Enhancing the anti-cancer potential of resveratrol through cocrystal technology in colorectal cancerous rats.

Colorectal cancer (CRC) is a leading cause of cancer-related morbidity and mortality worldwide, and the limitations of current chemotherapeutic regimens necessitate alternative therapeutic approaches. Resveratrol (RES) possesses potent anticancer activity but suffers from poor solubility and low bioavailability. In this study, cocrystallization with quercetin (QUE) was employed as a strategy to overcome these limitations and enhance the therapeutic performance of RES. Resveratrol-Quercetin cocrystals (RES-QUE CoCry) were prepared by the solvent evaporation method to enhance physicochemical and pharmacokinetic properties.
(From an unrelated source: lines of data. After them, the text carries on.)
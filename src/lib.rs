//! # abstract-annotator
//!
//! A web service for browsing a conference abstract export, narrowing it
//! with keyword filters, and annotating each selected abstract with an
//! LLM answer to a single free-text question.
//!
//! ## Architecture
//!
//! ```text
//!            ┌──────────────────┐
//!            │   CSV export     │
//!            └────────┬─────────┘
//!                     │ load once, normalize columns
//!                     ▼
//!            ┌──────────────────┐
//!            │   Arc<Table>     │  immutable, shared by all requests
//!            └────────┬─────────┘
//!                     │ search terms, include-empty flag
//!                     ▼
//!            ┌──────────────────┐
//!            │  Filter engine   │  mask + matched keywords per row
//!            └───┬──────────┬───┘
//!                │          │
//!       page     │          │ selected rows + question
//!                ▼          ▼
//!     ┌──────────────┐  ┌─────────────────────┐
//!     │  Paginator   │  │ Annotation manager  │
//!     └──────────────┘  │  batches × workers  │
//!                       │  Answerer per row   │
//!                       └──────────┬──────────┘
//!                                  │ progress, final TableView
//!                                  ▼
//!                       ┌─────────────────────┐
//!                       │    Result store     │  swept after retention
//!                       └──────────┬──────────┘
//!                                  │
//!                                  ▼
//!                       ┌─────────────────────┐
//!                       │  Chunked CSV export │
//!                       └─────────────────────┘
//! ```
//!
//! ## Module Overview
//!
//! - [`config`] - Environment-based configuration for server, data path, and LLM settings
//! - [`table`] - Abstract records, derived rows, and the CSV loader
//! - [`search::filter`] - Case-insensitive multi-term keyword filter
//! - [`search::paginate`] - 1-based page slicing
//! - [`llm::answer`] - The `Answerer` seam: dry-run and chat-completion implementations
//! - [`annotate`] - Background annotation jobs and the expiring result store
//! - [`export`] - Streaming CSV download bodies
//! - [`models`] - Request and response types of the HTTP API
//! - [`api`] - Axum handlers and the route table
//! - [`state`] - Shared application state

pub mod annotate;
pub mod api;
pub mod config;
pub mod export;
pub mod llm;
pub mod models;
pub mod search;
pub mod state;
pub mod table;
use std::sync::Arc;

use crate::annotate::{AnnotationManager, ResultStore};
use crate::config::Config;
use crate::table::Table;

/// Shared application state.
#[derive(Clone)]
pub struct AppState {
    pub config: Config,
    pub table: Arc<Table>,
    pub results: Arc<ResultStore>,
    pub annotator: AnnotationManager,
    pub http_client: reqwest::Client,
}

impl AppState {
    pub fn new(config: Config, table: Table) -> anyhow::Result<Self> {
        let results = Arc::new(ResultStore::new(config.result_retention()));
        let annotator = AnnotationManager::new(results.clone(), config.max_threads);

        Ok(Self {
            table: Arc::new(table),
            results,
            annotator,
            http_client: reqwest::Client::builder()
                .connect_timeout(std::time::Duration::from_secs(10))
                .timeout(std::time::Duration::from_secs(120))
                .build()?,
            config,
        })
    }

    /// Drop expired annotation results. Cheap when nothing expired.
    pub fn sweep_expired(&self) -> usize {
        let removed = self.results.sweep(chrono::Utc::now());
        if removed > 0 {
            tracing::debug!("Expiry sweep removed {removed} annotation tasks");
        }
        removed
    }
}
// User management endpoints

use tracing::debug;

use crate::client::{ApiClient, Extra};
use crate::error::Error;
use crate::models::{Acknowledgement, ApiUser, Page, RegisterRequest, UpdateUserRequest, UserListPayload};

impl ApiClient {
    /// One page of users.
    ///
    /// `GET /user_list?page={page}`
    pub async fn list_users(&self, page: u32) -> Result<Page<ApiUser>, Error> {
        let page = page.max(1).to_string();
        let url = self.url_with_query("/user_list", [("page", page.as_str())])?;
        debug!(page = %page, "listing users");
        Ok(self.get::<UserListPayload>(url).await?.payload.users)
    }

    /// Register a new user.
    ///
    /// `POST /register` with `{name, email, password, roles}`
    pub async fn register_user(&self, req: &RegisterRequest) -> Result<Acknowledgement, Error> {
        let url = self.url("/register")?;
        debug!(email = %req.email, "registering user");
        Ok(self.post::<Extra>(url, req).await?.ack())
    }

    /// `PUT /user_update/{id}`
    pub async fn update_user(&self, id: u64, req: &UpdateUserRequest) -> Result<Acknowledgement, Error> {
        let url = self.url(&format!("/user_update/{id}"))?;
        debug!(id, "updating user");
        Ok(self.put::<Extra>(url, req).await?.ack())
    }

    /// `DELETE /user_delete/{id}`
    pub async fn delete_user(&self, id: u64) -> Result<Acknowledgement, Error> {
        let url = self.url(&format!("/user_delete/{id}"))?;
        debug!(id, "deleting user");
        Ok(self.delete::<Extra>(url).await?.ack())
    }
}
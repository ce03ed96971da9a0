// ── Runtime dashboard configuration ──
//
// Describes *where* the backend lives and how the session credential is
// persisted. Never touches disk itself: the CLI builds a
// `DashboardConfig` from its profile and hands it in.

use std::time::Duration;

use serde::{Deserialize, Serialize};
use url::Url;

/// Deployment environment. Controls the `secure` flag on the stored token.
#[derive(
    Debug,
    Clone,
    Copy,
    Default,
    PartialEq,
    Eq,
    Serialize,
    Deserialize,
    strum::Display,
    strum::EnumString,
)]
#[serde(rename_all = "lowercase")]
#[strum(serialize_all = "lowercase", ascii_case_insensitive)]
pub enum Environment {
    #[default]
    Production,
    Development,
}

impl Environment {
    pub fn is_production(self) -> bool {
        matches!(self, Self::Production)
    }
}

/// TLS verification strategy.
#[derive(Debug, Clone, Default, PartialEq, Eq)]
pub enum TlsVerification {
    /// System CA store (strict).
    #[default]
    SystemDefaults,
    /// Custom CA certificate file.
    CustomCa(std::path::PathBuf),
    /// Skip verification (local development backends).
    DangerAcceptInvalid,
}

impl From<&TlsVerification> for webdash_api::TlsMode {
    fn from(tls: &TlsVerification) -> Self {
        match tls {
            TlsVerification::SystemDefaults => Self::System,
            TlsVerification::CustomCa(path) => Self::CustomCa(path.clone()),
            TlsVerification::DangerAcceptInvalid => Self::DangerAcceptInvalid,
        }
    }
}

/// Lifetime of the persisted token cookie.
pub const DEFAULT_TOKEN_TTL: Duration = Duration::from_secs(7 * 24 * 60 * 60);

/// Configuration for one dashboard backend.
#[derive(Debug, Clone)]
pub struct DashboardConfig {
    /// API root (e.g. `https://wa.acibd.com/api/webdynamo/api`).
    pub api_url: Url,
    pub environment: Environment,
    pub tls: TlsVerification,
    /// Request timeout.
    pub timeout: Duration,
    /// How long a stored token stays valid.
    pub token_ttl: Duration,
}

impl DashboardConfig {
    pub fn new(api_url: Url) -> Self {
        Self {
            api_url,
            environment: Environment::default(),
            tls: TlsVerification::default(),
            timeout: Duration::from_secs(30),
            token_ttl: DEFAULT_TOKEN_TTL,
        }
    }

    pub(crate) fn transport(&self) -> webdash_api::TransportConfig {
        webdash_api::TransportConfig {
            tls: (&self.tls).into(),
            timeout: self.timeout,
        }
    }
}
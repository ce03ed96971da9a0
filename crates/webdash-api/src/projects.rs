// Project endpoints
//
// Projects are the only resource with file uploads. A payload carrying an
// image is sent as multipart; because the backend cannot parse multipart
// PUT bodies, multipart updates are POSTed with a `_method=PUT` field.

use reqwest::multipart::{Form, Part};
use tracing::debug;

use crate::client::{ApiClient, Extra};
use crate::error::Error;
use crate::models::{Acknowledgement, ApiProject, DataPayload, ImageUpload, ProjectPayload};

impl ApiClient {
    /// `GET /admin/projects`
    pub async fn list_projects(&self) -> Result<Vec<ApiProject>, Error> {
        let url = self.url("/admin/projects")?;
        debug!("listing projects");
        Ok(self.get::<DataPayload<Vec<ApiProject>>>(url).await?.payload.data)
    }

    /// `GET /admin/projects/{id}`
    pub async fn get_project(&self, id: u64) -> Result<ApiProject, Error> {
        let url = self.url(&format!("/admin/projects/{id}"))?;
        debug!(id, "fetching project");
        self.get::<DataPayload<Option<ApiProject>>>(url)
            .await?
            .payload
            .data
            .ok_or_else(Error::missing_data)
    }

    /// `POST /admin/projects` as JSON, or multipart when an image is attached.
    pub async fn create_project(&self, payload: &ProjectPayload) -> Result<Acknowledgement, Error> {
        let url = self.url("/admin/projects")?;
        debug!(title = %payload.title, multipart = payload.image.is_some(), "creating project");
        let envelope = match &payload.image {
            Some(image) => {
                let form = project_form(payload, image)?;
                self.post_multipart::<Extra>(url, form).await?
            }
            None => self.post::<Extra>(url, payload).await?,
        };
        Ok(envelope.ack())
    }

    /// `PUT /admin/projects/{id}` as JSON, or multipart
    /// `POST /admin/projects/{id}` with `_method=PUT` when an image is attached.
    pub async fn update_project(
        &self,
        id: u64,
        payload: &ProjectPayload,
    ) -> Result<Acknowledgement, Error> {
        let url = self.url(&format!("/admin/projects/{id}"))?;
        debug!(id, multipart = payload.image.is_some(), "updating project");
        let envelope = match &payload.image {
            Some(image) => {
                let form = project_form(payload, image)?.text("_method", "PUT");
                self.post_multipart::<Extra>(url, form).await?
            }
            None => self.put::<Extra>(url, payload).await?,
        };
        Ok(envelope.ack())
    }

    /// `DELETE /admin/projects/{id}`
    pub async fn delete_project(&self, id: u64) -> Result<Acknowledgement, Error> {
        let url = self.url(&format!("/admin/projects/{id}"))?;
        debug!(id, "deleting project");
        Ok(self.delete::<Extra>(url).await?.ack())
    }
}

fn project_form(payload: &ProjectPayload, image: &ImageUpload) -> Result<Form, Error> {
    let form = payload
        .form_fields()
        .into_iter()
        .fold(Form::new().percent_encode_noop(), |form, (name, value)| form.text(name, value));

    let part = Part::bytes(image.bytes.clone())
        .file_name(image.file_name.clone())
        .mime_str(&image.content_type)?;

    Ok(form.part("image_url", part))
}
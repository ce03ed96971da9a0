//! Output formatting: table, JSON, YAML, plain, and toast lines.

use std::io::{self, IsTerminal, Write};

use owo_colors::OwoColorize;
use tabled::{Table, Tabled, settings::Style};
use webdash_core::{Toast, ToastKind};

use crate::cli::{ColorMode, OutputFormat};

pub fn should_color(mode: &ColorMode) -> bool {
    match mode {
        ColorMode::Always => true,
        ColorMode::Never => false,
        ColorMode::Auto => io::stderr().is_terminal() && std::env::var_os("NO_COLOR").is_none(),
    }
}

// ── Render dispatchers ───────────────────────────────────────────────

/// Render a list in the chosen format.
///
/// `table` builds rows through `to_row`; `plain` emits `id_fn` per item.
pub fn render_list<T, R>(
    format: &OutputFormat,
    data: &[T],
    to_row: impl Fn(&T) -> R,
    id_fn: impl Fn(&T) -> String,
) -> String
where
    T: serde::Serialize,
    R: Tabled,
{
    match format {
        OutputFormat::Table => {
            let rows: Vec<R> = data.iter().map(to_row).collect();
            render_table(&rows)
        }
        OutputFormat::Json => render_json(data, false),
        OutputFormat::JsonCompact => render_json(data, true),
        OutputFormat::Yaml => render_yaml(data),
        OutputFormat::Plain => data.iter().map(&id_fn).collect::<Vec<_>>().join("\n"),
    }
}

/// Render one item; `table` uses the pre-formatted `detail_fn`.
pub fn render_single<T>(
    format: &OutputFormat,
    data: &T,
    detail_fn: impl Fn(&T) -> String,
    id_fn: impl Fn(&T) -> String,
) -> String
where
    T: serde::Serialize + ?Sized,
{
    match format {
        OutputFormat::Table => detail_fn(data),
        OutputFormat::Json => render_json(data, false),
        OutputFormat::JsonCompact => render_json(data, true),
        OutputFormat::Yaml => render_yaml(data),
        OutputFormat::Plain => id_fn(data),
    }
}

/// `Label: value` lines with aligned labels, skipping empty values.
pub fn detail(fields: &[(&str, String)]) -> String {
    let width = fields.iter().map(|(k, _)| k.len()).max().unwrap_or(0);
    fields
        .iter()
        .filter(|(_, v)| !v.is_empty())
        .map(|(k, v)| format!("{k:>width$}: {v}"))
        .collect::<Vec<_>>()
        .join("\n")
}

pub fn print_output(output: &str, quiet: bool) {
    if quiet || output.is_empty() {
        return;
    }
    let mut stdout = io::stdout().lock();
    let _ = writeln!(stdout, "{output}");
}

/// One notification line on stderr.
pub fn print_toast(toast: &Toast, color: bool) {
    let (mark, title) = match (toast.kind, color) {
        (ToastKind::Success, true) => ("✓".green().to_string(), toast.title.green().bold().to_string()),
        (ToastKind::Error, true) => ("✗".red().to_string(), toast.title.red().bold().to_string()),
        (ToastKind::Success, false) => ("✓".to_owned(), toast.title.clone()),
        (ToastKind::Error, false) => ("✗".to_owned(), toast.title.clone()),
    };
    match toast.description.as_deref() {
        Some(desc) if !desc.is_empty() => eprintln!("{mark} {title}: {desc}"),
        _ => eprintln!("{mark} {title}"),
    }
}

// ── Format-specific renderers ────────────────────────────────────────

fn render_table<R: Tabled>(rows: &[R]) -> String {
    Table::new(rows).with(Style::rounded()).to_string()
}

fn render_json<T: serde::Serialize + ?Sized>(data: &T, compact: bool) -> String {
    let out = if compact {
        serde_json::to_string(data)
    } else {
        serde_json::to_string_pretty(data)
    };
    out.expect("serialization should not fail")
}

fn render_yaml<T: serde::Serialize + ?Sized>(data: &T) -> String {
    serde_yaml::to_string(data).expect("serialization should not fail")
}
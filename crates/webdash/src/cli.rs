//! Clap derive structures for the `webdash` CLI.
//!
//! Defines the command tree, global flags, and shared argument groups.

use std::path::PathBuf;

use clap::{Args, Parser, Subcommand, ValueEnum};

// ── Top-Level CLI ────────────────────────────────────────────────────

/// webdash -- admin dashboard for the WebDynamo backend
#[derive(Debug, Parser)]
#[command(
    name = "webdash",
    version,
    about = "Administer the WebDynamo dashboard from the command line",
    long_about = "Sign in to a WebDynamo backend and manage its users, roles, permissions,\n\
        portfolio projects, SEO metadata and contact inbox.\n\n\
        The session is persisted per profile; dashboard commands require a\n\
        stored, unexpired token.",
    propagate_version = true,
    subcommand_required = true,
    arg_required_else_help = true
)]
pub struct Cli {
    #[command(flatten)]
    pub global: GlobalOpts,

    #[command(subcommand)]
    pub command: Command,
}

// ── Global Options ───────────────────────────────────────────────────

#[derive(Debug, Args)]
pub struct GlobalOpts {
    /// Backend profile to use
    #[arg(long, short = 'p', env = "WEBDASH_PROFILE", global = true)]
    pub profile: Option<String>,

    /// API root URL (overrides profile)
    #[arg(long, env = "WEBDASH_API_URL", global = true)]
    pub api_url: Option<String>,

    /// Output format
    #[arg(
        long,
        short = 'o',
        env = "WEBDASH_OUTPUT",
        default_value = "table",
        global = true
    )]
    pub output: OutputFormat,

    /// When to use color output
    #[arg(long, default_value = "auto", global = true)]
    pub color: ColorMode,

    /// Increase verbosity (-v, -vv, -vvv)
    #[arg(long, short = 'v', action = clap::ArgAction::Count, global = true)]
    pub verbose: u8,

    /// Suppress non-error output
    #[arg(long, short = 'q', global = true)]
    pub quiet: bool,

    /// Skip confirmation prompts
    #[arg(long, short = 'y', global = true)]
    pub yes: bool,

    /// Accept invalid TLS certificates
    #[arg(long, short = 'k', env = "WEBDASH_INSECURE", global = true)]
    pub insecure: bool,

    /// Request timeout in seconds (overrides profile)
    #[arg(long, env = "WEBDASH_TIMEOUT", global = true)]
    pub timeout: Option<u64>,
}

// ── Output & Color Enums ─────────────────────────────────────────────

#[derive(Debug, Clone, ValueEnum)]
pub enum OutputFormat {
    /// Pretty table (default, interactive)
    Table,
    /// Pretty-printed JSON
    Json,
    /// Compact single-line JSON
    JsonCompact,
    /// YAML
    Yaml,
    /// Plain text, one value per line (scripting)
    Plain,
}

#[derive(Debug, Clone, ValueEnum)]
pub enum ColorMode {
    /// Auto-detect (color if terminal is interactive)
    Auto,
    /// Always emit color codes
    Always,
    /// Never emit color codes
    Never,
}

// ── Top-Level Command Enum ───────────────────────────────────────────

#[derive(Debug, Subcommand)]
pub enum Command {
    /// Sign in and store the session
    Login(LoginArgs),

    /// End the session
    Logout,

    /// Show the signed-in user
    Whoami {
        /// Re-fetch the profile so role and permission changes take effect
        #[arg(long)]
        refresh: bool,
    },

    /// Check a role or permission against the session
    Can(CanArgs),

    /// Show where the route guard sends a dashboard path
    Navigate {
        /// Path such as /dashboard/users/role
        path: String,
    },

    /// Manage dashboard users
    #[command(alias = "u")]
    Users(UsersArgs),

    /// Manage roles
    #[command(alias = "r")]
    Roles(RolesArgs),

    /// Manage permissions
    #[command(alias = "perm")]
    Permissions(PermissionsArgs),

    /// Manage portfolio projects
    #[command(alias = "proj")]
    Projects(ProjectsArgs),

    /// Manage per-page SEO metadata
    Seo(SeoArgs),

    /// Read contact form submissions
    Contacts(ContactsArgs),

    /// Manage CLI configuration and profiles
    Config(ConfigArgs),

    /// Generate shell completions
    Completions(CompletionsArgs),
}

// ── Shared Arguments ─────────────────────────────────────────────────

/// Client-side filtering for list commands.
#[derive(Debug, Args)]
pub struct ListArgs {
    /// Case-insensitive substring filter over the listed records
    #[arg(long, short = 's')]
    pub search: Option<String>,
}

/// Mutually exclusive active/inactive switch.
#[derive(Debug, Args)]
pub struct StatusArgs {
    /// Mark as active
    #[arg(long, conflicts_with = "inactive")]
    pub active: bool,

    /// Mark as inactive
    #[arg(long)]
    pub inactive: bool,
}

impl StatusArgs {
    /// `Some(true)` for `--active`, `Some(false)` for `--inactive`.
    pub fn value(&self) -> Option<bool> {
        match (self.active, self.inactive) {
            (true, _) => Some(true),
            (_, true) => Some(false),
            _ => None,
        }
    }
}

// ━━━━━━━━━━━━━━━━━━━━━━━━━━━━━━━━━━━━━━━━━━━━━━━━━━━━━━━━━━━━━━━━━━
//  SESSION
// ━━━━━━━━━━━━━━━━━━━━━━━━━━━━━━━━━━━━━━━━━━━━━━━━━━━━━━━━━━━━━━━━━━

#[derive(Debug, Args)]
pub struct LoginArgs {
    /// Login email (defaults to the profile's email, then a prompt)
    #[arg(long, short = 'e')]
    pub email: Option<String>,

    /// Password (prefer the keyring, WEBDASH_PASSWORD or the prompt)
    #[arg(long, hide = true)]
    pub password: Option<String>,
}

#[derive(Debug, Args)]
#[group(required = true, multiple = false)]
pub struct CanArgs {
    /// Role name, case-insensitive
    #[arg(long)]
    pub role: Option<String>,

    /// Permission name, case-insensitive
    #[arg(long)]
    pub permission: Option<String>,
}

// ━━━━━━━━━━━━━━━━━━━━━━━━━━━━━━━━━━━━━━━━━━━━━━━━━━━━━━━━━━━━━━━━━━
//  USERS
// ━━━━━━━━━━━━━━━━━━━━━━━━━━━━━━━━━━━━━━━━━━━━━━━━━━━━━━━━━━━━━━━━━━

#[derive(Debug, Args)]
pub struct UsersArgs {
    #[command(subcommand)]
    pub command: UsersCommand,
}

#[derive(Debug, Subcommand)]
pub enum UsersCommand {
    /// List one page of users
    #[command(alias = "ls")]
    List {
        #[command(flatten)]
        list: ListArgs,

        /// Page number
        #[arg(long, default_value = "1")]
        page: u32,
    },

    /// Show a user from the given page
    Get {
        id: u64,

        /// Page the user is on
        #[arg(long, default_value = "1")]
        page: u32,
    },

    /// Register a new user
    Create {
        #[arg(long)]
        name: String,

        #[arg(long)]
        email: String,

        /// Password (prompted when omitted)
        #[arg(long, hide = true)]
        password: Option<String>,

        /// Role to assign (repeatable)
        #[arg(long = "role", required = true)]
        roles: Vec<String>,
    },

    /// Update a user's profile
    Update {
        id: u64,

        /// Page the user is on
        #[arg(long, default_value = "1")]
        page: u32,

        #[arg(long)]
        name: Option<String>,

        #[arg(long)]
        email: Option<String>,

        #[arg(long)]
        status: Option<String>,

        #[arg(long)]
        branch_id: Option<u64>,

        /// Replace roles (repeatable)
        #[arg(long = "role")]
        roles: Vec<String>,
    },

    /// Delete a user
    #[command(alias = "rm")]
    Delete {
        id: u64,

        /// Page the user is on
        #[arg(long, default_value = "1")]
        page: u32,
    },
}

// ━━━━━━━━━━━━━━━━━━━━━━━━━━━━━━━━━━━━━━━━━━━━━━━━━━━━━━━━━━━━━━━━━━
//  ROLES
// ━━━━━━━━━━━━━━━━━━━━━━━━━━━━━━━━━━━━━━━━━━━━━━━━━━━━━━━━━━━━━━━━━━

#[derive(Debug, Args)]
pub struct RolesArgs {
    #[command(subcommand)]
    pub command: RolesCommand,
}

#[derive(Debug, Subcommand)]
pub enum RolesCommand {
    /// List roles with their permissions
    #[command(alias = "ls")]
    List(ListArgs),

    /// List role ids and names only
    Names,

    /// List users grouped by role
    Members,

    /// Show a role
    Get { id: u64 },

    /// Create a role
    Create {
        #[arg(long)]
        name: String,

        /// Permission to grant (repeatable)
        #[arg(long = "permission")]
        permissions: Vec<String>,
    },

    /// Rename a role or replace its permissions
    Update {
        id: u64,

        #[arg(long)]
        name: Option<String>,

        /// Replace permissions (repeatable)
        #[arg(long = "permission")]
        permissions: Vec<String>,
    },

    /// Delete a role
    #[command(alias = "rm")]
    Delete { id: u64 },
}

// ━━━━━━━━━━━━━━━━━━━━━━━━━━━━━━━━━━━━━━━━━━━━━━━━━━━━━━━━━━━━━━━━━━
//  PERMISSIONS
// ━━━━━━━━━━━━━━━━━━━━━━━━━━━━━━━━━━━━━━━━━━━━━━━━━━━━━━━━━━━━━━━━━━

#[derive(Debug, Args)]
pub struct PermissionsArgs {
    #[command(subcommand)]
    pub command: PermissionsCommand,
}

#[derive(Debug, Subcommand)]
pub enum PermissionsCommand {
    /// List permissions
    #[command(alias = "ls")]
    List(ListArgs),

    /// List permission ids and names for role forms
    Names,

    /// Show a permission
    Get { id: u64 },

    /// Create a permission
    Create {
        #[arg(long)]
        name: String,

        #[arg(long)]
        guard_name: Option<String>,
    },

    /// Rename a permission
    Update {
        id: u64,

        #[arg(long)]
        name: Option<String>,

        #[arg(long)]
        guard_name: Option<String>,
    },

    /// Delete a permission
    #[command(alias = "rm")]
    Delete { id: u64 },
}

// ━━━━━━━━━━━━━━━━━━━━━━━━━━━━━━━━━━━━━━━━━━━━━━━━━━━━━━━━━━━━━━━━━━
//  PROJECTS
// ━━━━━━━━━━━━━━━━━━━━━━━━━━━━━━━━━━━━━━━━━━━━━━━━━━━━━━━━━━━━━━━━━━

#[derive(Debug, Args)]
pub struct ProjectsArgs {
    #[command(subcommand)]
    pub command: ProjectsCommand,
}

#[derive(Debug, Subcommand)]
pub enum ProjectsCommand {
    /// List projects
    #[command(alias = "ls")]
    List(ListArgs),

    /// Show a project
    Get { id: u64 },

    /// Create a project
    Create(ProjectFields),

    /// Update a project; omitted fields keep their current value
    Update {
        id: u64,

        #[command(flatten)]
        fields: ProjectFields,
    },

    /// Delete a project
    #[command(alias = "rm")]
    Delete { id: u64 },
}

#[derive(Debug, Args)]
pub struct ProjectFields {
    #[arg(long)]
    pub title: Option<String>,

    #[arg(long)]
    pub short_description: Option<String>,

    #[arg(long)]
    pub category: Option<String>,

    #[arg(long)]
    pub duration: Option<String>,

    #[arg(long)]
    pub team_size: Option<String>,

    /// Rating between 0 and 5
    #[arg(long)]
    pub rating: Option<String>,

    #[arg(long)]
    pub client: Option<String>,

    /// Four-digit year
    #[arg(long)]
    pub year: Option<String>,

    #[arg(long)]
    pub live_url: Option<String>,

    #[arg(long)]
    pub github_url: Option<String>,

    /// Technology as NAME=ICON (repeatable; replaces the list)
    #[arg(long = "tech", value_name = "NAME=ICON")]
    pub technologies: Vec<String>,

    /// Cover image uploaded as multipart form data
    #[arg(long)]
    pub image: Option<PathBuf>,

    #[command(flatten)]
    pub status: StatusArgs,
}

// ━━━━━━━━━━━━━━━━━━━━━━━━━━━━━━━━━━━━━━━━━━━━━━━━━━━━━━━━━━━━━━━━━━
//  SEO
// ━━━━━━━━━━━━━━━━━━━━━━━━━━━━━━━━━━━━━━━━━━━━━━━━━━━━━━━━━━━━━━━━━━

#[derive(Debug, Args)]
pub struct SeoArgs {
    #[command(subcommand)]
    pub command: SeoCommand,
}

#[derive(Debug, Subcommand)]
pub enum SeoCommand {
    /// List SEO pages
    #[command(alias = "ls")]
    List(ListArgs),

    /// Show the metadata for a page slug
    Get { slug: String },

    /// Create SEO metadata for a page
    Create(SeoFields),

    /// Update SEO metadata; omitted fields keep their current value
    Update {
        id: u64,

        #[command(flatten)]
        fields: SeoFields,
    },

    /// Delete SEO metadata
    #[command(alias = "rm")]
    Delete { id: u64 },
}

#[derive(Debug, Args)]
pub struct SeoFields {
    #[arg(long)]
    pub page_name: Option<String>,

    /// Lowercase slug, e.g. about-us
    #[arg(long)]
    pub page_slug: Option<String>,

    #[arg(long)]
    pub meta_title: Option<String>,

    #[arg(long)]
    pub meta_description: Option<String>,

    #[arg(long)]
    pub meta_keywords: Option<String>,

    #[command(flatten)]
    pub status: StatusArgs,
}

// ━━━━━━━━━━━━━━━━━━━━━━━━━━━━━━━━━━━━━━━━━━━━━━━━━━━━━━━━━━━━━━━━━━
//  CONTACTS
// ━━━━━━━━━━━━━━━━━━━━━━━━━━━━━━━━━━━━━━━━━━━━━━━━━━━━━━━━━━━━━━━━━━

#[derive(Debug, Args)]
pub struct ContactsArgs {
    #[command(subcommand)]
    pub command: ContactsCommand,
}

#[derive(Debug, Subcommand)]
pub enum ContactsCommand {
    /// List contact messages
    #[command(alias = "ls")]
    List(ListArgs),

    /// Show one message in full
    Get { id: u64 },
}

// ━━━━━━━━━━━━━━━━━━━━━━━━━━━━━━━━━━━━━━━━━━━━━━━━━━━━━━━━━━━━━━━━━━
//  CONFIG
// ━━━━━━━━━━━━━━━━━━━━━━━━━━━━━━━━━━━━━━━━━━━━━━━━━━━━━━━━━━━━━━━━━━

#[derive(Debug, Args)]
pub struct ConfigArgs {
    #[command(subcommand)]
    pub command: ConfigCommand,
}

#[derive(Debug, Subcommand)]
pub enum ConfigCommand {
    /// Create initial config file with guided setup
    Init,

    /// Display current resolved configuration
    Show,

    /// Set a value on the active profile
    Set {
        /// Profile key (api_url, environment, email, password_env, ca_cert, insecure, timeout)
        key: String,

        /// Value to set
        value: String,
    },

    /// List configured profiles
    Profiles,

    /// Set the default profile
    Use {
        /// Profile name to set as default
        name: String,
    },

    /// Store the active profile's login password in the system keyring
    SetPassword,
}

// ── Completions ──────────────────────────────────────────────────────

#[derive(Debug, Args)]
pub struct CompletionsArgs {
    /// Shell to generate completions for
    pub shell: clap_complete::Shell,
}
The cocrystals exhibited a novel crystalline phase with a 2-fold increase in solubility at pH 6.8 and a 2.64 fold increase in permeability compared to pure RES. Pharmacokinetic analysis showed a 3.2fold increase in C and a 3.5fold rise in AUC, confirming enhanced bioavailability. In N-methyl-N-nitrosourea (MNU) induced CRC rat model, RES-QUE CoCry treatment restored epithelial integrity, reduced inflammation. qRTPCR and western blot analysis showed down regulated BCL2 expression, indicating potentiated pro-apoptotic activity. By this study, it was proved that cocrystallization of RES with QUE enhances both bioavailability and in-vivo anticancer efficacy, offering a novel phytochemical-based strategy for CRC management.